Together, they presented a workshop titled, "Growing a National Movement to Advance Racial Equity", which provided an overall framework for the role and responsibility of government to advance racial equity, with a clear focus on changing institutions and structures that are creating and maintaining racial inequities.

Davis used asthma as an example. By focusing on institutions and structures, Alameda County moved beyond treating symptoms to really looking at causes. Alameda County was able to supplement more traditional approaches to asthma with a proactive code enforcement program to increase habitable living conditions.

Heinrich shared how Madison’s Racial Equity Tool has been used across departments to examine questions about who benefits and who is burdened by policy decisions, as well as develop strategies to mitigate unintended consequences of policy decisions.  
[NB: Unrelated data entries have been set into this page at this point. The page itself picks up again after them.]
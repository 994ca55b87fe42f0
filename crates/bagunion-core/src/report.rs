//! Metrics and run reports handed back to callers.
//!
//! The driver emits a `RunReport` after a successful pipeline; nothing here
//! is persisted by the engine itself.

use serde::{Deserialize, Serialize};

use crate::budget::{blocks_for_tuples, MemoryBudget};
use crate::config::StrategyKind;

/// Summary of a bag-union merge.
#[derive(Debug, Clone, Copy, Default, PartialEq, Eq, Serialize, Deserialize)]
pub struct MergeMetrics {
    /// Distinct keys written to the output.
    pub distinct_tuples: u64,
    /// `ceil(distinct_tuples / BLOCK_CAPACITY)`.
    pub output_blocks: u64,
}

impl MergeMetrics {
    pub fn from_distinct(distinct_tuples: u64) -> Self {
        Self {
            distinct_tuples,
            output_blocks: blocks_for_tuples(distinct_tuples),
        }
    }
}

/// Cumulative block counters at some point in time.
#[derive(Debug, Clone, Copy, Default, PartialEq, Eq, Serialize, Deserialize)]
pub struct IoStats {
    pub blocks_read: u64,
    pub blocks_written: u64,
}

impl IoStats {
    /// Blocks accumulated between `earlier` and `self`.
    pub fn since(self, earlier: IoStats) -> IoStats {
        IoStats {
            blocks_read: self.blocks_read.saturating_sub(earlier.blocks_read),
            blocks_written: self.blocks_written.saturating_sub(earlier.blocks_written),
        }
    }

    pub fn total(self) -> u64 {
        self.blocks_read + self.blocks_written
    }
}

/// One timed phase of the pipeline.
#[derive(Debug, Clone, Serialize, Deserialize)]
pub struct PhaseReport {
    pub phase: String,
    pub elapsed_ms: u64,
    pub io: IoStats,
}

/// Phase 1 outcome for one relation.
#[derive(Debug, Clone, Default, Serialize, Deserialize)]
pub struct RelationReport {
    pub input: String,
    pub sorted: String,
    pub records: u64,
    pub runs_generated: usize,
    pub merge_passes: u32,
}

#[derive(Debug, Clone, Serialize, Deserialize)]
pub struct RunReport {
    /// Engine version string for provenance.
    pub engine_version: String,
    pub budget: MemoryBudget,
    pub strategy: StrategyKind,
    pub relations: Vec<RelationReport>,
    pub phases: Vec<PhaseReport>,
    /// Output file, if the result was persisted by the engine.
    pub output: Option<String>,
    pub metrics: MergeMetrics,
    /// Totals across all phases.
    pub io: IoStats,
}

impl RunReport {
    pub fn new(budget: MemoryBudget, strategy: StrategyKind) -> Self {
        Self {
            engine_version: crate::VERSION.to_string(),
            budget,
            strategy,
            relations: Vec::new(),
            phases: Vec::new(),
            output: None,
            metrics: MergeMetrics::default(),
            io: IoStats::default(),
        }
    }

    pub fn elapsed_ms(&self) -> u64 {
        self.phases.iter().map(|p| p.elapsed_ms).sum()
    }
}

#[cfg(test)]
mod tests {
    use super::*;

    #[test]
    fn metrics_round_blocks_up() {
        let m = MergeMetrics::from_distinct(81);
        assert_eq!(m.output_blocks, 3);
        assert_eq!(MergeMetrics::from_distinct(0).output_blocks, 0);
    }

    #[test]
    fn io_stats_delta() {
        let before = IoStats { blocks_read: 3, blocks_written: 1 };
        let after = IoStats { blocks_read: 10, blocks_written: 4 };
        assert_eq!(after.since(before), IoStats { blocks_read: 7, blocks_written: 3 });
        assert_eq!(after.total(), 14);
    }

    #[test]
    fn report_serializes() {
        let mut r = RunReport::new(MemoryBudget::with_records(80), StrategyKind::Kway);
        r.phases.push(PhaseReport {
            phase: "bag-union".into(),
            elapsed_ms: 5,
            io: IoStats::default(),
        });
        let json = serde_json::to_string(&r).unwrap();
        assert!(json.contains("\"strategy\":\"kway\""));
        assert_eq!(r.elapsed_ms(), 5);
    }
}
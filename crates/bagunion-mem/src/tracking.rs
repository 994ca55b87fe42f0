//! Block-granularity I/O cost accounting.
//!
//! Every line read or written anywhere in the engine is reported here. A block
//! is `BLOCK_CAPACITY` records; a block is charged each time a per-phase tuple
//! counter lands on a multiple of that capacity, and `flush_partial_blocks`
//! charges the leftover partial block at a phase boundary.
//!
//! The tracker is an explicit value threaded through call sites, so each
//! pipeline (and each test) owns an isolated set of counters.

use bagunion_core::budget::BLOCK_CAPACITY;
use bagunion_core::report::IoStats;

#[derive(Debug, Clone, Default)]
pub struct IoCostTracker {
    read_tuples: u64,
    written_tuples: u64,
    blocks_read: u64,
    blocks_written: u64,
}

impl IoCostTracker {
    pub fn new() -> Self {
        Self::default()
    }

    pub fn note_read(&mut self) {
        self.read_tuples += 1;
        if self.read_tuples % BLOCK_CAPACITY as u64 == 0 {
            self.blocks_read += 1;
        }
    }

    pub fn note_write(&mut self) {
        self.written_tuples += 1;
        if self.written_tuples % BLOCK_CAPACITY as u64 == 0 {
            self.blocks_written += 1;
        }
    }

    /// Charge one block for any partial read/write block, then reset the
    /// per-phase counters. Call at the end of every phase.
    pub fn flush_partial_blocks(&mut self) {
        if self.read_tuples % BLOCK_CAPACITY as u64 != 0 {
            self.blocks_read += 1;
        }
        if self.written_tuples % BLOCK_CAPACITY as u64 != 0 {
            self.blocks_written += 1;
        }
        #[cfg(feature = "tracing")]
        tracing::trace!(
            read_tuples = self.read_tuples,
            written_tuples = self.written_tuples,
            blocks_read = self.blocks_read,
            blocks_written = self.blocks_written,
            "flushed partial blocks"
        );
        self.read_tuples = 0;
        self.written_tuples = 0;
    }

    pub fn blocks_read(&self) -> u64 {
        self.blocks_read
    }

    pub fn blocks_written(&self) -> u64 {
        self.blocks_written
    }

    /// Tuples read since the last flush.
    pub fn pending_reads(&self) -> u64 {
        self.read_tuples
    }

    /// Tuples written since the last flush.
    pub fn pending_writes(&self) -> u64 {
        self.written_tuples
    }

    pub fn snapshot(&self) -> IoStats {
        IoStats {
            blocks_read: self.blocks_read,
            blocks_written: self.blocks_written,
        }
    }
}

#[cfg(test)]
mod tests {
    use super::*;

    #[test]
    fn forty_reads_charge_one_block_without_resetting() {
        let mut t = IoCostTracker::new();
        for _ in 0..39 {
            t.note_read();
        }
        assert_eq!(t.blocks_read(), 0);
        t.note_read();
        assert_eq!(t.blocks_read(), 1);
        assert_eq!(t.pending_reads(), 40);

        t.flush_partial_blocks();
        assert_eq!(t.blocks_read(), 1);
        assert_eq!(t.pending_reads(), 0);
    }

    #[test]
    fn forty_one_reads_then_flush_is_two_blocks() {
        let mut t = IoCostTracker::new();
        for _ in 0..41 {
            t.note_read();
        }
        assert_eq!(t.blocks_read(), 1);
        t.flush_partial_blocks();
        assert_eq!(t.blocks_read(), 2);
        assert_eq!(t.blocks_written(), 0);
    }

    #[test]
    fn flush_with_nothing_pending_is_free() {
        let mut t = IoCostTracker::new();
        t.flush_partial_blocks();
        t.flush_partial_blocks();
        assert_eq!(t.snapshot(), IoStats::default());
    }

    #[test]
    fn reads_and_writes_are_independent() {
        let mut t = IoCostTracker::new();
        for _ in 0..85 {
            t.note_write();
        }
        for _ in 0..3 {
            t.note_read();
        }
        t.flush_partial_blocks();
        assert_eq!(t.blocks_written(), 3);
        assert_eq!(t.blocks_read(), 1);
    }

    #[test]
    fn counters_accumulate_across_phases() {
        let mut t = IoCostTracker::new();
        for _ in 0..10 {
            t.note_write();
        }
        t.flush_partial_blocks();
        let mid = t.snapshot();
        for _ in 0..50 {
            t.note_write();
        }
        t.flush_partial_blocks();
        assert_eq!(t.blocks_written(), 3);
        assert_eq!(t.snapshot().since(mid).blocks_written, 2);
    }
}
Davis and Heinrich’s work demonstrates the leverage and power that health departments can harness to transform the role of government, advance racial equity and increase success for all.

Supreme Court Decision Upholding Tool for Fighting Housing Discrimination is Crucial Civil Rights Victory

The Government Alliance on Race and Equity and the Haas Institute for a Fair and Inclusive Society at UC Berkeley enthusiastically applauds the Supreme Court’s landmark decision to uphold a key legal protection in the 1968 Fair Housing Act. The Court held for the first time that the Fair Housing Act prohibits race-neutral housing policies that nonetheless have a disparate impact on the basis of race, color, religion, religion, national origin, gender, disability, or family status. Disparate impact, a standard previously applied by eleven of the United States Courts of Appeals, enables courts to invalidate discriminatory policies, regardless of whether such discrimination was intentional.